It is important to remember that the thermoplastic nature of TPEs allows them to be processed, but also limits their use in high temperature applications. The continuous use temperature is the highest temperature at which the TPE will retain its elasticity and continue to function in an application.
Various types of TPEs exhibit a wide range of continuous use temperatures, and understanding the operating temperature of an application is the crucial first step in selecting the best TPE for that application. The continuous use temperature is expressed in Fahrenheit or Celsius.
Under continuous use temperature, various types of thermoplastic elastomers exhibit a wide range of chemical and fluid resistance. Each type of TPE has its own strengths and weaknesses when exposed to organic solvents, oils, acids, alkalis, or any other chemical or fluid.
To make a good material selection, it is important to know what types of chemicals or fluids the TPE may be exposed to. Chemical resistance or fluid resistance is typically expressed in terms of weight change, volume change, or specific performance changes caused by controlled exposure to a specific substance.
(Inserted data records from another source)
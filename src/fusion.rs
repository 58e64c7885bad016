//! Fusion of several trees sharing their leaves into a graph of shapes, and
//! the depth map of that graph.

use crate::attributes::{attribute_area, attribute_smallest_enclosing_shape};
use crate::error::{Error, Result};
use crate::tree::{Inclusion, Tree};
use ndarray::Array1;

/// Depth map associated to the fusion of the given trees.
///
/// All trees must be defined over the same domain, i.e. have the same
/// number of leaves. The nodes of all trees, merged under the inclusion
/// relation of the regions they represent, form a directed acyclic graph
/// with a single root, the *graph of shapes*; the depth of a node is the
/// length of the longest path from the root to it. The returned array
/// holds the depth of every leaf.
///
/// Depths are meaningful up to an additive constant only; compare
/// differences, not absolute values.
///
/// Fails with `InvalidArgument` when fewer than two trees are given or the
/// leaf counts differ.
pub fn tree_fusion_depth_map(trees: &[&Tree]) -> Result<Array1<i64>> {
    let ntrees = trees.len();
    if ntrees < 2 {
        return Err(Error::invalid("fusion requires at least two trees"));
    }
    let nleaves = trees[0].num_leaves();
    if trees.iter().any(|t| t.num_leaves() != nleaves) {
        return Err(Error::invalid("all trees must have the same number of leaves"));
    }

    // precompute areas and pairwise smallest enclosing shapes; the
    // diagonal entries are never read
    let areas: Vec<Array1<u64>> = trees.iter().map(|t| attribute_area(t)).collect();
    let mut ses: Vec<Array1<usize>> = Vec::with_capacity(ntrees * ntrees);
    for i in 0..ntrees {
        for j in 0..ntrees {
            if i == j {
                ses.push(Array1::from_vec(Vec::new()));
            } else {
                ses.push(attribute_smallest_enclosing_shape(trees[i], trees[j])?);
            }
        }
    }
    let ses = |i: usize, j: usize| &ses[i * ntrees + j];

    // the graph of shapes as plain successor lists; nodes 0..nleaves are
    // the shared leaves
    let mut successors: Vec<Vec<usize>> = vec![Vec::new(); nleaves];

    // one node per distinct shape: a non-root internal node of tree i is a
    // duplicate iff its smallest enclosing shape in an earlier tree has the
    // same area, meaning both shapes cover the same leaf set
    let mut node_maps: Vec<Vec<usize>> = Vec::with_capacity(ntrees);
    for (i, tree) in trees.iter().enumerate() {
        let mut node_map = vec![0usize; tree.num_vertices()];
        for leaf in 0..nleaves {
            node_map[leaf] = leaf;
        }
        for n in tree.leaves_to_root_iterator(Inclusion::Exclude, Inclusion::Exclude) {
            let mut keep = true;
            for j in 0..i {
                let shape = ses(i, j)[n];
                if areas[j][shape] == areas[i][n] {
                    keep = false;
                    node_map[n] = node_maps[j][shape];
                    break;
                }
            }
            if keep {
                node_map[n] = successors.len();
                successors.push(Vec::new());
            }
        }
        node_maps.push(node_map);
    }

    // all roots represent the full domain and collapse onto one GOS root
    let root_node = successors.len();
    successors.push(Vec::new());
    for (i, tree) in trees.iter().enumerate() {
        node_maps[i][tree.root()] = root_node;
    }

    // inclusion edges: parent edges of every tree, plus an edge from every
    // strictly-larger enclosing shape in the other trees
    for (i, tree) in trees.iter().enumerate() {
        for n in tree.leaves_to_root_iterator(Inclusion::Include, Inclusion::Exclude) {
            let represent_n = node_maps[i][n];
            successors[node_maps[i][tree.parent(n)]].push(represent_n);
            for j in 0..ntrees {
                if i != j {
                    let shape = ses(i, j)[n];
                    if areas[j][shape] != areas[i][n] {
                        successors[node_maps[j][shape]].push(represent_n);
                    }
                }
            }
        }
    }

    // iterative DFS topological sort: 0 = unseen, 1 = active, 2 = done;
    // sorted_nodes ends up in finish order (reverse topological)
    let num_nodes = successors.len();
    let mut sorted_nodes = Vec::with_capacity(num_nodes);
    let mut marks = vec![0u8; num_nodes];
    let mut stack = vec![root_node];
    while let Some(&n) = stack.last() {
        if marks[n] > 0 {
            stack.pop();
            if marks[n] == 1 {
                sorted_nodes.push(n);
                marks[n] = 2;
            }
        } else {
            marks[n] = 1;
            for &o in &successors[n] {
                if marks[o] != 2 {
                    stack.push(o);
                }
            }
        }
    }

    // longest path from the root, scanning in topological order
    let mut depth = vec![0i64; num_nodes];
    for &n in sorted_nodes.iter().rev() {
        for &o in &successors[n] {
            depth[o] = depth[o].max(depth[n] + 1);
        }
    }

    Ok(Array1::from_iter(depth[..nleaves].iter().copied()))
}

#[cfg(test)]
mod tests {
    use super::*;
    use ndarray::{arr1, array};

    fn assert_same_up_to_shift(result: &Array1<i64>, expected: &[i64]) {
        assert_eq!(result.len(), expected.len());
        let shift = expected[0] - result[0];
        for (r, &e) in result.iter().zip(expected) {
            assert_eq!(r + shift, e, "result {result:?} differs from {expected:?} up to shift");
        }
    }

    #[test]
    fn two_partition_trees() {
        let t1 = Tree::new(array![5, 5, 6, 6, 6, 7, 7, 7]).unwrap();
        let t2 = Tree::new(array![7, 7, 6, 5, 5, 6, 7, 7]).unwrap();
        let res = tree_fusion_depth_map(&[&t1, &t2]).unwrap();
        assert_same_up_to_shift(&res, &[2, 2, 2, 3, 3]);
    }

    #[test]
    fn trees_with_nested_shapes() {
        let t1 = Tree::new(array![4, 4, 6, 5, 6, 6, 6]).unwrap();
        let t2 = Tree::new(array![4, 5, 5, 5, 5, 5]).unwrap();
        let res = tree_fusion_depth_map(&[&t1, &t2]).unwrap();
        assert_same_up_to_shift(&res, &[3, 2, 1, 2]);
    }

    #[test]
    fn too_few_trees() {
        let t1 = Tree::new(array![2, 2, 2]).unwrap();
        assert!(tree_fusion_depth_map(&[&t1]).is_err());
    }

    #[test]
    fn mismatched_leaf_counts() {
        let t1 = Tree::new(array![2, 2, 2]).unwrap();
        let t2 = Tree::new(array![3, 3, 3, 3]).unwrap();
        assert!(tree_fusion_depth_map(&[&t1, &t2]).is_err());
    }

    #[test]
    fn fusion_of_max_trees() {
        use crate::component_tree::component_tree_max_tree;
        use crate::embedding::GridEmbedding;
        use crate::image::get_4_adjacency_implicit_graph;

        let g = get_4_adjacency_implicit_graph(&GridEmbedding::new(&[6, 7]).unwrap()).unwrap();
        let im1 = arr1(&[
            0, 0, 0, 0, 0, 0, 0, //
            3, 3, 3, 2, 1, 1, 1, //
            3, 3, 3, 2, 1, 1, 1, //
            3, 3, 3, 2, 1, 1, 1, //
            2, 2, 2, 2, 1, 1, 1, //
            1, 1, 1, 1, 1, 0, 0,
        ]);
        let im2 = arr1(&[
            0, 0, 0, 0, 0, 0, 0, //
            0, 0, 0, 0, 0, 0, 0, //
            0, 2, 1, 1, 1, 2, 0, //
            0, 1, 1, 1, 1, 2, 0, //
            0, 0, 0, 0, 0, 0, 0, //
            0, 0, 0, 0, 0, 0, 0,
        ]);
        let t1 = component_tree_max_tree(&g, &im1).unwrap();
        let t2 = component_tree_max_tree(&g, &im2).unwrap();
        let res = tree_fusion_depth_map(&[&t1.tree, &t2.tree]).unwrap();
        let expected = [
            0, 0, 0, 0, 0, 0, 0, //
            3, 3, 3, 2, 1, 1, 1, //
            3, 4, 3, 2, 2, 3, 1, //
            3, 3, 3, 2, 2, 3, 1, //
            2, 2, 2, 2, 1, 1, 1, //
            1, 1, 1, 1, 1, 0, 0,
        ];
        assert_same_up_to_shift(&res, &expected);
    }
}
Hardness (usually measured in Shore A or D) may be the most commonly used property for differentiating between TPEs, but may also have the least correlation with a given application.
For example, two different TPEs may have the same hardness, but completely different bending moduli.
Tensile strength: As the name suggests, this property measures the tear resistance of a material. This is an important consideration for any application where a material may experience some form of damage, which could result in a type of tear strain. Tensile strength is measured in "pli" (pounds per inch) or "N/mm" (Newtons per millimeter).
Compression performance: The response of compression is important for sealing and gasket applications. Two measures of material performance under compression load include:
Compression permanent deformation: The ability of a material to return to its original shape after being subjected to a defined compression strain or load;
Compression stress relaxation: The ability of a material to continue to push back compression load over time;
Both are the results of "cold flow" or solid TPE plastic deformation, and both are influenced by time, temperature, and exposure to chemicals or fluids. Compression permanent deformation is expressed as a percentage of the unrecovered compression, while stress relaxation is expressed as a percentage or absolute level of the initial force disappeared.
Peeling strength: Peeling strength is a measure of how well TPEs adhere to rigid substrates.
While there is no agreed-upon testing standard for thermoplastic elastomers, the various methods used by TPE suppliers come from accepted testing methods for thermoset rubber and adhesives.
Adhesive failure: This failure occurs at the interface between TPE and rigid materials. Most connection failures are a combination of adhesive and cohesive failures; 100% bonding failure indicates that all TPEs have been torn off the substrate.
TPE materials often tear. This failure is not always a sign of poor performance. In fact, if the material has high tear strength, it may indicate that it has very high bonding strength.
Bonding failure: This failure occurs at the interface between TPE and rigid materials. Most connection failures are a combination of adhesive and cohesive failures; 100% bonding failure indicates that all thermoplastic elastomers (TPE) have been torn off the substrate.